_PROBLEM REQUIREMENTS_.
Going through the entries below, copy out each line that contains "ReportSettings".
*** Opening DATA TO PROCESS ***
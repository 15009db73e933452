//! Settings file and per-campus resolution
//!
//! Settings live in a single TOML file. Keys that can differ between campuses
//! are tables keyed by campus name, with a `Standard` entry used for every
//! campus that has no override of its own.

use std::collections::BTreeMap;
use std::path::{Path, PathBuf};

use anyhow::{Context, Result, bail};
use serde::Deserialize;

use crate::table::SortSpec;

/// Key used when a campus has no override
pub const STANDARD: &str = "Standard";
/// Key selecting the alternate award layout for campuses in `use_complex`
pub const COMPLEX: &str = "Complex";
/// Pseudo-campus meaning "every campus"
pub const ALL_CAMPUSES: &str = "All";

/// A setting keyed by campus with a `Standard` fallback
#[derive(Debug, Clone, Deserialize)]
#[serde(transparent)]
pub struct PerCampus<T>(BTreeMap<String, T>);

impl<T> Default for PerCampus<T> {
    fn default() -> Self {
        Self(BTreeMap::new())
    }
}

impl<T: Clone> PerCampus<T> {
    /// Campus override if present, otherwise the `Standard` entry
    pub fn resolve(&self, campus: &str) -> Option<&T> {
        self.0.get(campus).or_else(|| self.0.get(STANDARD))
    }

    pub fn get(&self, key: &str) -> Option<&T> {
        self.0.get(key)
    }

    fn require(&self, campus: &str, name: &str) -> Result<T> {
        self.resolve(campus)
            .cloned()
            .with_context(|| format!("Setting '{}' has neither a '{}' nor a '{}' entry", name, campus, STANDARD))
    }
}

impl<T: Clone + Default> PerCampus<T> {
    fn resolve_or_default(&self, campus: &str) -> T {
        self.resolve(campus).cloned().unwrap_or_default()
    }
}

/// Source file locations
#[derive(Debug, Clone, Deserialize)]
pub struct InputFiles {
    /// Campus → document key list
    pub key_file: PathBuf,
    pub current_applications: PathBuf,
    pub current_roster: PathBuf,
    pub strategies: PathBuf,
    pub targets: PathBuf,
    pub colleges: PathBuf,
    pub sat_to_act: PathBuf,
    pub bump_list: PathBuf,
}

/// Output and backup locations
#[derive(Debug, Clone, Deserialize)]
pub struct Folders {
    pub output: PathBuf,
    pub live_backup: PathBuf,
    pub live_archive: PathBuf,
    /// Prefix of every backup file name
    pub live_backup_prefix: String,
}

/// Column lists for sources and live tabs
#[derive(Debug, Clone, Deserialize)]
pub struct FieldLists {
    /// Summary tab columns; the first is the student id
    pub efc_tab_fields: Vec<String>,
    pub app_fields: Vec<String>,
    pub roster_fields: Vec<String>,
    pub live_efc_fields: Vec<String>,
    pub live_award_fields: Vec<String>,
    pub live_decision_fields: Vec<String>,
}

/// Remote document service connection
#[derive(Debug, Clone, Deserialize)]
#[serde(default)]
pub struct RemoteConfig {
    /// URL of the script execution endpoint
    pub endpoint: String,
    /// Ceiling applied to every remote call
    pub timeout_secs: u64,
    /// Run the latest saved script rather than the deployed one
    pub dev_mode: bool,
    /// Environment variable holding the bearer token
    pub token_env: String,
    /// Fallback token file; defaults to `<config dir>/awards-cli/token`
    pub token_file: Option<PathBuf>,
    /// Drive folder new documents are created in
    pub drive_folder: String,
    /// Suffix of new document titles (`"<campus> <file_stem>"`)
    pub file_stem: String,
}

impl Default for RemoteConfig {
    fn default() -> Self {
        Self {
            endpoint: String::new(),
            timeout_secs: 300,
            dev_mode: true,
            token_env: "AWARDS_ACCESS_TOKEN".to_string(),
            token_file: None,
            drive_folder: String::new(),
            file_stem: "Award Letter Tracker".to_string(),
        }
    }
}

/// Constants used by the enrichment rules
#[derive(Debug, Clone, Deserialize)]
#[serde(default)]
pub struct EnrichmentRules {
    pub gpa_floor: f64,
    pub score_floor: f64,
    /// GPA at or above which split strategies use their `+` row
    pub split_gpa: f64,
    /// EFC value meaning "no need data"
    pub no_need_efc: i64,
    /// Race codes using the W/A target columns and the overall PGR
    pub majority_races: Vec<String>,
    /// Race codes using the minority grad rate for the final rate
    pub minority_rate_races: Vec<String>,
}

impl Default for EnrichmentRules {
    fn default() -> Self {
        Self {
            gpa_floor: 1.5,
            score_floor: 12.0,
            split_gpa: 3.0,
            no_need_efc: -1,
            majority_races: vec!["W".to_string(), "A".to_string()],
            minority_rate_races: vec!["B".to_string(), "H".to_string(), "M".to_string()],
        }
    }
}

/// Live document tab names and 1-based header rows
#[derive(Debug, Clone, Deserialize)]
pub struct TabSettings {
    pub efc_name: String,
    pub award_name: String,
    pub decision_name: String,
    pub decision_options_name: String,
    pub efc_header_row: usize,
    pub award_header_row: usize,
    pub decision_header_row: usize,
    pub decision_options_header_row: usize,
}

/// Remote write limits
#[derive(Debug, Clone, Deserialize)]
#[serde(default)]
pub struct SyncSettings {
    /// Largest number of rows sent in one insert call; 0 sends everything at once
    pub max_insert_rows: usize,
    /// When false, missing award rows are reported but not inserted
    pub allow_award_inserts: bool,
}

impl Default for SyncSettings {
    fn default() -> Self {
        Self {
            max_insert_rows: 250,
            allow_award_inserts: true,
        }
    }
}

/// Live award tab columns read by the decision refresh
#[derive(Debug, Clone, Deserialize)]
pub struct DecisionOptionFields {
    pub sid: String,
    pub nces: String,
    pub home: String,
    pub college: String,
    pub result_code: String,
    pub out_of_pocket: String,
    pub student_loans: String,
    pub grants: String,
}

impl DecisionOptionFields {
    pub fn all(&self) -> [&str; 8] {
        [
            &self.sid,
            &self.nces,
            &self.home,
            &self.college,
            &self.result_code,
            &self.out_of_pocket,
            &self.student_loans,
            &self.grants,
        ]
    }
}

/// A standing option added for every student in the decisions tab
#[derive(Debug, Clone, Deserialize, PartialEq)]
pub struct DecisionDefault {
    pub label: String,
    pub pgr: f64,
}

/// One report column: the workbook header and where its values come from
#[derive(Debug, Clone, Deserialize)]
pub struct ReportColumnSetting {
    pub column: String,
    pub source: String,
}

/// Column names the summary sheet aggregates over
#[derive(Debug, Clone, Deserialize)]
#[serde(default)]
pub struct SummarySettings {
    pub student_field: String,
    pub name_field: String,
    pub result_field: String,
    pub unique_field: String,
    pub award_field: String,
    pub accepted_labels: Vec<String>,
}

impl Default for SummarySettings {
    fn default() -> Self {
        Self {
            student_field: "SID".to_string(),
            name_field: "Student".to_string(),
            result_field: "Result".to_string(),
            unique_field: "Unique".to_string(),
            award_field: "Award".to_string(),
            accepted_labels: vec!["CHOICE!".to_string(), "Accepted!".to_string()],
        }
    }
}

/// Workbook report layout
#[derive(Debug, Clone, Deserialize)]
pub struct ReportSettings {
    pub filename: String,
    pub folder: PathBuf,
    pub award_fields: Vec<ReportColumnSetting>,
    pub student_fields: Vec<ReportColumnSetting>,
    #[serde(default)]
    pub award_sorts: PerCampus<Vec<SortSpec>>,
    #[serde(default)]
    pub student_sorts: PerCampus<Vec<SortSpec>>,
    /// Column name → Excel number format
    #[serde(default)]
    pub formats: BTreeMap<String, String>,
    #[serde(default)]
    pub summary: SummarySettings,
    /// Award report columns printed on each student letter; all when empty
    #[serde(default)]
    pub letter_fields: Vec<String>,
}

/// Everything read from the settings file
#[derive(Debug, Clone, Deserialize)]
pub struct Settings {
    pub campus_list: Vec<String>,
    /// Campuses using the `Complex` award layout
    #[serde(default)]
    pub use_complex: Vec<String>,
    pub inputs: InputFiles,
    pub folders: Folders,
    #[serde(default)]
    pub remote: RemoteConfig,
    #[serde(default)]
    pub enrichment: EnrichmentRules,
    pub fields: FieldLists,
    pub decision_option_fields: DecisionOptionFields,
    pub award_fields: PerCampus<Vec<String>>,
    pub award_sort: PerCampus<Vec<SortSpec>>,
    pub tabs: PerCampus<TabSettings>,
    pub app_status_to_include: PerCampus<Vec<String>>,
    #[serde(default)]
    pub decision_defaults: PerCampus<Vec<DecisionDefault>>,
    #[serde(default)]
    pub sync: PerCampus<SyncSettings>,
    pub report: ReportSettings,
}

/// Settings with every per-campus key resolved for one campus
#[derive(Debug, Clone)]
pub struct CampusConfig {
    pub campus: String,
    pub award_fields: Vec<String>,
    pub award_sort: Vec<SortSpec>,
    pub tabs: TabSettings,
    pub statuses_to_include: Vec<String>,
    pub decision_defaults: Vec<DecisionDefault>,
    pub sync: SyncSettings,
    pub report_award_sorts: Vec<SortSpec>,
    pub report_student_sorts: Vec<SortSpec>,
}

impl Settings {
    /// Load and validate a settings file
    pub fn load(path: &Path) -> Result<Self> {
        let text = std::fs::read_to_string(path)
            .with_context(|| format!("Failed to read settings file: {}", path.display()))?;
        let settings = Self::parse(&text)
            .with_context(|| format!("Invalid settings file: {}", path.display()))?;
        log::debug!(
            "Loaded settings from {} ({} campuses)",
            path.display(),
            settings.campus_list.len()
        );
        Ok(settings)
    }

    pub fn parse(text: &str) -> Result<Self> {
        let settings: Settings = toml::from_str(text).context("Failed to parse TOML")?;
        settings.validate()?;
        Ok(settings)
    }

    fn validate(&self) -> Result<()> {
        if self.campus_list.is_empty() {
            bail!("campus_list is empty");
        }
        if self.fields.efc_tab_fields.is_empty() {
            bail!("fields.efc_tab_fields must name at least the student id column");
        }
        if self.award_fields.get(STANDARD).is_none() {
            bail!("award_fields needs a '{}' entry", STANDARD);
        }
        if !self.use_complex.is_empty() && self.award_fields.get(COMPLEX).is_none() {
            bail!("use_complex is set but award_fields has no '{}' entry", COMPLEX);
        }
        Ok(())
    }

    /// Resolve every per-campus key for one campus
    pub fn for_campus(&self, campus: &str) -> Result<CampusConfig> {
        let layout = if self.use_complex.iter().any(|c| c == campus) {
            COMPLEX
        } else {
            STANDARD
        };

        Ok(CampusConfig {
            campus: campus.to_string(),
            award_fields: self.award_fields.require(layout, "award_fields")?,
            award_sort: self.award_sort.require(layout, "award_sort")?,
            tabs: self.tabs.require(campus, "tabs")?,
            statuses_to_include: self
                .app_status_to_include
                .require(campus, "app_status_to_include")?,
            decision_defaults: self.decision_defaults.resolve_or_default(campus),
            sync: self.sync.resolve_or_default(campus),
            report_award_sorts: self.report.award_sorts.resolve_or_default(campus),
            report_student_sorts: self.report.student_sorts.resolve_or_default(campus),
        })
    }

    /// The student id column of the summary tab
    pub fn student_index_field(&self) -> &str {
        // validated non-empty on load
        self.fields.efc_tab_fields.first().map(String::as_str).unwrap_or("StudentID")
    }
}

#[cfg(test)]
mod tests {
    use super::*;

    const EXAMPLE: &str = include_str!("../../settings/settings.example.toml");

    #[test]
    fn test_example_settings_parse() {
        let settings = Settings::parse(EXAMPLE).unwrap();
        assert!(!settings.campus_list.is_empty());
        assert_eq!(settings.student_index_field(), "StudentID");
        assert_eq!(settings.remote.timeout_secs, 300);
        assert_eq!(settings.enrichment.gpa_floor, 1.5);
    }

    #[test]
    fn test_campus_override_and_standard_fallback() {
        let settings = Settings::parse(EXAMPLE).unwrap();

        let north = settings.for_campus("North").unwrap();
        let south = settings.for_campus("South").unwrap();

        // South overrides the tab names and the sync switch
        assert_eq!(north.tabs.award_name, "Award data");
        assert_eq!(south.tabs.award_name, "Awards");
        assert!(north.sync.allow_award_inserts);
        assert!(!south.sync.allow_award_inserts);
        assert_eq!(north.statuses_to_include, south.statuses_to_include);
    }

    #[test]
    fn test_complex_layout_selection() {
        let settings = Settings::parse(EXAMPLE).unwrap();
        let standard = settings.for_campus("North").unwrap();
        let complex = settings.for_campus("South").unwrap();
        assert_eq!(standard.award_fields, settings.award_fields.get(STANDARD).unwrap().clone());
        assert_eq!(complex.award_fields, settings.award_fields.get(COMPLEX).unwrap().clone());
        assert_eq!(complex.award_sort.len(), 3);
        assert!(!complex.award_sort[1].ascending);
    }

    #[test]
    fn test_missing_standard_is_an_error() {
        let per: PerCampus<String> = PerCampus(BTreeMap::from([("North".to_string(), "x".to_string())]));
        assert_eq!(per.resolve("North"), Some(&"x".to_string()));
        assert!(per.require("South", "tabs").is_err());
    }

    #[test]
    fn test_empty_campus_list_rejected() {
        let broken = EXAMPLE.replacen("campus_list = [\"North\", \"South\"]", "campus_list = []", 1);
        assert!(Settings::parse(&broken).is_err());
    }
}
*** Closing DATA TO PROCESS ***
_ANSWER TO THE EXERCISE_.
pub struct ReportSettings {
    pub report: ReportSettings,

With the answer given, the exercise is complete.